Attorney: Padilla's detainment a 'constitutional concern'
NEW YORK (CNN) -- Decrying the U.S. government's decision to transfer her client to the custody of the U.S. military, an attorney for Jose Padilla, the suspect in an alleged dirty bomb plot, urged a federal court Tuesday to release him.
"A person is being detained on information -- the value of which, the credibility of which, and the reliability of which, we don't know," court-appointed attorney Donna Newman told reporters after a hearing in federal court.
Newman said she was troubled that captured Abu Zubaydah, a senior al Qaeda leader in U.S. custody, is reported to be a source of government information against her client.
The Padilla case should be a "constitutional concern for everybody," Newman said. "He was taken and will now be detained in a military prison."
She also said it was unfair that a court order restricted what she could say about Padilla, while the government condemned him in public. "My client's voice, through me, is impeded, is hushed," she said.
While U.S. District Court Judge Michael Mukasey said he would consider Newman's motion, it was unclear what jurisdiction, if any, the court has in the case now that Padilla is in the custody of the U.S. military.
Meanwhile, a federal prosecutor revealed that a grand jury investigation into Padilla's alleged plot would continue.
A constitutional law professor said that since Padilla has been classified an enemy, or unlawful combatant, he can be detained indefinitely without having to bring charges against him. U.S. officials need only to supply evidence that Padilla at least planned to harm U.S. interests, said John McGinnis of Northwestern law School.
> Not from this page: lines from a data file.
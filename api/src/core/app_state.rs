use std::sync::Arc;

use ai_llm_service::{
    ChatModel, LlmChatService, config::default_config::config_from_env,
};
use git_raw_files::{FileSource, GitHubClient, GitHubConfig};
use tracing::info;

use crate::error_handler::{AppError, AppResult};

pub const DEFAULT_API_ADDRESS: &str = "0.0.0.0:3000";

/// Shared state for all HTTP handlers.
#[derive(Clone)]
pub struct AppState {
    /// Shared secret expected in `x-gitlore-extension-key`.
    pub extension_secret: Arc<str>,
    /// Chat-completion client (Gemini or Ollama in production).
    pub chat: Arc<dyn ChatModel>,
    /// Raw file content for the file-summary endpoint.
    pub files: Arc<dyn FileSource>,
}

impl AppState {
    pub fn new(
        extension_secret: impl Into<Arc<str>>,
        chat: Arc<dyn ChatModel>,
        files: Arc<dyn FileSource>,
    ) -> Self {
        Self {
            extension_secret: extension_secret.into(),
            chat,
            files,
        }
    }

    /// Load shared state from environment variables.
    pub fn from_env() -> AppResult<Self> {
        let lookup = |k: &str| std::env::var(k).ok();
        let secret = extension_secret_from_lookup(&lookup)?;

        let llm_cfg = config_from_env()?;
        info!(
            provider = llm_cfg.provider.as_str(),
            model = %llm_cfg.model,
            "LLM client configured"
        );
        let chat = LlmChatService::from_config(llm_cfg)?;

        let gh_cfg = GitHubConfig::from_lookup(&lookup);
        info!(
            base_api = %gh_cfg.base_api,
            authenticated = gh_cfg.token.is_some(),
            "GitHub client configured"
        );
        let files = GitHubClient::new(gh_cfg)?;

        Ok(Self::new(secret, Arc::new(chat), Arc::new(files)))
    }
}

/// `EXTENSION_SECRET`, else `GITLORE_EXTENSION_SECRET`; empty counts as unset.
pub fn extension_secret_from_lookup(env: &dyn Fn(&str) -> Option<String>) -> AppResult<String> {
    ["EXTENSION_SECRET", "GITLORE_EXTENSION_SECRET"]
        .into_iter()
        .find_map(|k| env(k).filter(|v| !v.trim().is_empty()))
        .ok_or(AppError::MissingEnv("EXTENSION_SECRET"))
}

/// `API_ADDRESS` or [`DEFAULT_API_ADDRESS`].
pub fn api_address_from_lookup(env: &dyn Fn(&str) -> Option<String>) -> String {
    env("API_ADDRESS")
        .map(|v| v.trim().to_string())
        .filter(|v| !v.is_empty())
        .unwrap_or_else(|| DEFAULT_API_ADDRESS.to_string())
}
In Tuesday's court proceedings in New York, Newman prepared a motion, called a petition for a writ of habeus corpus, Monday after she learned that her client, a U.S. citizen, had been transferred from the Department of Justice to the custody of the Department of Defense.
Padilla, who also goes by the name of Abdullah Al Muhajir, was being held in a naval brig in Charleston, South Carolina. Padilla did not appear in court Tuesday.
Padilla has not been charged with any crime, but the Justice Department accused him of planning to build and detonate a radioactive dirty bomb in the United States, saying he had discussed the plan with senior al Qaeda leaders. He was arrested May 8 under a material witness warrant after he flew into Chicago from a flight that had originated in Pakistan, but the government only disclosed his capture Monday. (More on the arrest.)
The government had faced a Tuesday deadline to press criminal charges; instead the Justice Department labeled him an "enemy combatant" and transferred him to the Defense Department, which can hold him indefinitely.
Newman appeared Tuesday, along with two government prosecutors, before Mukasey in a federal courtroom in Manhattan.
Newman said it was difficult to respond to statements by Attorney General John Ashcroft and FBI Director Robert Mueller calling Padilla an "al Qaeda operative" engaged in a bombing plot "because he isn't accused of anything" in court.
Prior to his transfer, Newman had filed another motion to vacate the warrant on the grounds that Padilla's arrest was unlawful. Mukasey said the government withdraw its warrant Sunday evening. That document and all parts of the court record prior to Tuesday's hearing are under seal.
One federal judge in this same jurisdiction has ruled in the case of another post-September 11 detainee that the government's frequent use of the material witness warrant as an investigative and detention tool has been improper.
Although the argument may be moot in Padilla's case, Mukasey said he would review the matter. In the meantime, Mukasey said Newman's habeus petition should be served in South Carolina, and he would forward a copy to the Pentagon.
Newman said that after Padilla's arrest in Chicago, he was transferred to New York and detained in the high-security wing of the Metropolitan Correctional Center, a federal facility in Manhattan. The wing, known as 10 South, is where other terrorist suspects have been held, confined to isolated cells under under a 23 hour-a-day lockdown.
Anytime Padilla left his cell, even to come to court two or three times, his legs, arms and midsection would be shackled. Newman said she saw him frequently in jail, communicating through a metal screen, and that she was concerned the government may have been eavesdropping on their conversations. Padilla was not able to make phone calls from jail, she said.
Newman would not characterize Padilla's response to the nature of the government's public accusations. She said, however, that she was troubled that captured Abu Zubaydah, a senior al Qaeda leader in U.S. custody, is reported to be a source of government information against her client.